Gepard und Windhund: Deshalb sind sie so schnell

Anonim

Was haben ein Gepard (Acinonyx jubatus) und ein kurzhaariger englischer Windhund, auch Windhund genannt, gemeinsam ? Viel mehr als man auf den ersten Blick glauben könnte. Tatsächlich sind es die zwei schnellsten Tiere der Welt: Das erste kann auf sehr kurzen Strecken die unglaubliche Geschwindigkeit von 120 km / h erreichen, während das zweite, wenn es gut trainiert ist, 73 km / h erreichen kann.

Entwickelt für Sprints
Obwohl sie sehr unterschiedlich sind, haben die beiden Säugetiere einen sehr ähnlichen Laufstil entwickelt, der als Drehgalopp bezeichnet wird . Das heißt, die Beine berühren den Boden in der Reihenfolge vorne links, vorne rechts, hinten links und hinten rechts. Diese Art des Rennens vereint Hunde, Katzen und einige Huftiere wie Elche oder Hirsche und unterscheidet sich stark von Pferden, die sich zum Galopp über lange Strecken und nicht zu kurzen Sprints entwickelt haben.
Wie in den Zeitlupen-Videosequenzen und in der Galerie unten zu sehen ist, gehen Gepard und Windhund ebenfalls in zwei Schritten: In der ersten Phase streckt sich der Körper und die vier Beine werden parallel zum Boden gestreckt, die Wirbelsäule wird gestreckt und das tier scheint zu fliegen. In der zweiten Phase, der Kompression, überlappt der Abdruck der Hinterbeine den Abdruck der Vorderbeine unter dem Bauch des Säugetiers, die Wirbelsäule wird wie eine Feder verkürzt und bereitet sich darauf vor, den Körper wieder nach vorne zu drücken.

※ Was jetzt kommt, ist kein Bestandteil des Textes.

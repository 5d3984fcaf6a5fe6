//! Wire types for the Password Safe v3 API.
//!
//! The appliance answers in PascalCase JSON, but field casing has drifted
//! between releases, so record fields are looked up case-insensitively.
//! Identifiers may arrive as JSON numbers or strings.

use crate::error::{CheckoutError, CheckoutResult, CheckoutStep};
use secrecy::SecretString;
use serde::Serialize;
use serde_json::{Map, Value};
use std::fmt;
use zeroize::Zeroize;

/// Access type requested for every checkout.
pub const ACCESS_TYPE_VIEW: &str = "View";

/// Server-assigned checkout request identifier.
#[derive(Debug, Clone, PartialEq, Eq, Hash)]
pub struct RequestId(String);

impl RequestId {
    /// Wrap an identifier.
    #[must_use]
    pub fn new(id: impl Into<String>) -> Self {
        Self(id.into())
    }

    /// The identifier as sent in URLs.
    #[must_use]
    pub fn as_str(&self) -> &str {
        &self.0
    }

    fn from_json(value: &Value) -> Option<Self> {
        match value {
            Value::Number(n) => Some(Self(n.to_string())),
            Value::String(s) if !s.trim().is_empty() => Some(Self(s.trim().to_string())),
            _ => None,
        }
    }
}

impl fmt::Display for RequestId {
    fn fmt(&self, f: &mut fmt::Formatter<'_>) -> fmt::Result {
        f.write_str(&self.0)
    }
}

/// An outstanding checkout request as listed by `GET Requests`.
#[derive(Debug, Clone, PartialEq, Eq)]
pub struct CheckoutRequest {
    /// Request identifier
    pub request_id: RequestId,
    /// Account name as stored by the vault
    pub account_name: String,
    /// Managed system the account belongs to
    pub managed_system_name: String,
}

impl CheckoutRequest {
    /// Build from one list entry. Entries missing a field yield `None`.
    #[must_use]
    pub fn from_json(value: &Value) -> Option<Self> {
        let object = value.as_object()?;
        Some(Self {
            request_id: RequestId::from_json(field(object, &["RequestID"])?)?,
            account_name: field(object, &["AccountName"])?.as_str()?.to_string(),
            managed_system_name: field(object, &["ManagedSystemName", "SystemName"])?
                .as_str()?
                .to_string(),
        })
    }
}

/// Parse the body of `GET Requests`.
///
/// # Errors
///
/// Returns [`CheckoutError::RequestListFailed`] if the body is not a JSON array.
pub fn parse_request_list(body: &Value) -> CheckoutResult<Vec<CheckoutRequest>> {
    let entries = body.as_array().ok_or_else(|| {
        CheckoutError::for_step(
            CheckoutStep::ListRequests,
            format!("expected a JSON array, got {}", json_kind(body)),
        )
    })?;

    let requests: Vec<_> = entries.iter().filter_map(CheckoutRequest::from_json).collect();
    if requests.len() < entries.len() {
        tracing::debug!(
            skipped = entries.len() - requests.len(),
            "Ignoring request entries without id, account or system"
        );
    }
    Ok(requests)
}

/// Identifiers of a managed account, resolved by `GET ManagedAccounts`.
#[derive(Debug, Clone, Copy, PartialEq, Eq)]
pub struct ManagedAccountRef {
    /// Managed system identifier
    pub system_id: i64,
    /// Managed account identifier
    pub account_id: i64,
}

impl ManagedAccountRef {
    /// Resolve the lookup body to exactly one account.
    ///
    /// The appliance answers with a single object when both query parameters
    /// are given, and with an array otherwise; both shapes are accepted.
    ///
    /// # Errors
    ///
    /// - [`CheckoutError::AccountNotFound`] when no record is returned
    /// - [`CheckoutError::AmbiguousAccount`] when more than one is returned
    /// - [`CheckoutError::AccountLookupFailed`] when the record lacks its ids
    pub fn from_lookup(body: &Value, system_name: &str, account_name: &str) -> CheckoutResult<Self> {
        let record = match body {
            Value::Object(object) => object,
            Value::Array(items) => match items.as_slice() {
                [] => return Err(not_found(system_name, account_name)),
                [Value::Object(object)] => object,
                [other] => {
                    return Err(lookup_failed(format!(
                        "expected an account object, got {}",
                        json_kind(other)
                    )));
                }
                many => {
                    return Err(CheckoutError::AmbiguousAccount {
                        system: system_name.to_string(),
                        account: account_name.to_string(),
                        count: many.len(),
                    });
                }
            },
            Value::Null => return Err(not_found(system_name, account_name)),
            other => {
                return Err(lookup_failed(format!(
                    "expected an account object, got {}",
                    json_kind(other)
                )));
            }
        };

        Ok(Self {
            system_id: id_field(record, "SystemId")?,
            account_id: id_field(record, "AccountId")?,
        })
    }
}

/// Body of `POST Requests`.
#[derive(Debug, Clone, Serialize)]
#[serde(rename_all = "PascalCase")]
pub struct CreateRequestBody<'a> {
    /// Always [`ACCESS_TYPE_VIEW`]
    pub access_type: &'static str,
    /// Managed system identifier
    #[serde(rename = "SystemID")]
    pub system_id: i64,
    /// Managed account identifier
    #[serde(rename = "AccountID")]
    pub account_id: i64,
    /// Requested checkout length
    pub duration_minutes: u32,
    /// Reason shown to approvers
    pub reason: &'a str,
    /// Always null: no access policy schedule
    #[serde(rename = "AccessPolicyScheduleID")]
    pub access_policy_schedule_id: Option<i64>,
    /// Rotate the secret once the checkout ends
    pub rotate_on_checkin: bool,
}

impl<'a> CreateRequestBody<'a> {
    /// Build a view request for `account`.
    #[must_use]
    pub const fn view(
        account: ManagedAccountRef,
        duration_minutes: u32,
        reason: &'a str,
        rotate_on_checkin: bool,
    ) -> Self {
        Self {
            access_type: ACCESS_TYPE_VIEW,
            system_id: account.system_id,
            account_id: account.account_id,
            duration_minutes,
            reason,
            access_policy_schedule_id: None,
            rotate_on_checkin,
        }
    }
}

/// Parse the body of `POST Requests`, which is the new request id.
///
/// # Errors
///
/// Returns [`CheckoutError::RequestCreationFailed`] if the body is empty.
pub fn parse_created_request_id(body: &str) -> CheckoutResult<RequestId> {
    let trimmed = body.trim();
    let id = match serde_json::from_str::<Value>(trimmed) {
        Ok(value) => RequestId::from_json(&value),
        Err(_) if !trimmed.is_empty() => Some(RequestId::new(trimmed)),
        Err(_) => None,
    };
    id.ok_or_else(|| {
        CheckoutError::for_step(
            CheckoutStep::CreateRequest,
            "response did not contain a request id",
        )
    })
}

/// Turn the body of `GET Credentials/{id}` into a secret.
///
/// A JSON string literal is unwrapped only when the appliance labelled the
/// body `application/json`; any other body is the secret byte for byte.
/// Buffers that are not moved into the secret are wiped.
///
/// # Errors
///
/// Returns [`CheckoutError::CredentialFetchFailed`] if the body is not UTF-8.
pub fn decode_secret(body: Vec<u8>, is_json: bool) -> CheckoutResult<SecretString> {
    let mut text = String::from_utf8(body).map_err(|e| {
        e.into_bytes().zeroize();
        CheckoutError::for_step(
            CheckoutStep::FetchCredential,
            "credential body is not valid UTF-8",
        )
    })?;

    if is_json {
        if let Ok(secret) = serde_json::from_str::<String>(&text) {
            text.zeroize();
            return Ok(exact_secret(secret));
        }
    }
    Ok(exact_secret(text))
}

/// Wrap `value` without leaving a reallocated copy behind.
///
/// `into_boxed_str` reallocates when capacity exceeds length, so surplus
/// capacity is handled by copying into an exact allocation and wiping the
/// original.
fn exact_secret(mut value: String) -> SecretString {
    if value.capacity() == value.len() {
        return SecretString::from(value);
    }
    let mut exact = String::with_capacity(value.len());
    exact.push_str(&value);
    value.zeroize();
    SecretString::from(exact)
}

fn field<'a>(object: &'a Map<String, Value>, names: &[&str]) -> Option<&'a Value> {
    names.iter().find_map(|name| {
        object
            .iter()
            .find(|(key, _)| key.eq_ignore_ascii_case(name))
            .map(|(_, value)| value)
    })
}

fn id_field(object: &Map<String, Value>, name: &str) -> CheckoutResult<i64> {
    let value = field(object, &[name])
        .ok_or_else(|| lookup_failed(format!("account record has no {name}")))?;
    match value {
        Value::Number(n) => n.as_i64(),
        Value::String(s) => s.trim().parse().ok(),
        _ => None,
    }
    .ok_or_else(|| lookup_failed(format!("account record has a non-numeric {name}")))
}

fn not_found(system_name: &str, account_name: &str) -> CheckoutError {
    CheckoutError::AccountNotFound {
        system: system_name.to_string(),
        account: account_name.to_string(),
    }
}

fn lookup_failed(msg: String) -> CheckoutError {
    CheckoutError::for_step(CheckoutStep::LookupAccount, msg)
}

const fn json_kind(value: &Value) -> &'static str {
    match value {
        Value::Null => "null",
        Value::Bool(_) => "a boolean",
        Value::Number(_) => "a number",
        Value::String(_) => "a string",
        Value::Array(_) => "an array",
        Value::Object(_) => "an object",
    }
}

Windhunde und Geparden ZUR GALERIE (N Foto)

Historische Freunde
Aus historischer Sicht sind Geparden und Windhunde seit jeher bekannt: Der Gepard wurde sogar von Ägyptern und Persern als Jagdwaffe eingesetzt, da er im Vergleich zu den anderen Großkatzen einen manusetten Charakter aufwies. Es wurde auf speziellen Lagerbetten in wildreiche Gebiete transportiert, wo die Augen verbunden blieben, bis die Vorfahren der modernen Windhunde ihre Beute gejagt hatten. Sobald seine Kapuze abgenommen wurde, war er frei, sie zu verfolgen und zu beenden.

Die Herausforderung. Die einzige bekannte Herausforderung zwischen Geparden und Windhunden wurde am 5. Dezember 1937 in London im Harringay Stadium ausgetragen. Den Heimmeistern wurden zwölf in Kenia erbeutete und vom Entdecker Kenneth Gandar-Dower nach England verschleppte Geparden herausgefordert. Nach einer Eingewöhnungsphase und einer 6-monatigen Vorbereitungsphase gingen die Katzen gegen die Hunde auf das Feld und siegten offensichtlich ohne große Anstrengung. Die Geparden zeigten jedoch kein besonderes Interesse an der Welt des Rennsports, so dass sie nach nur einem weiteren Ausstieg ihre sportliche Karriere beendeten.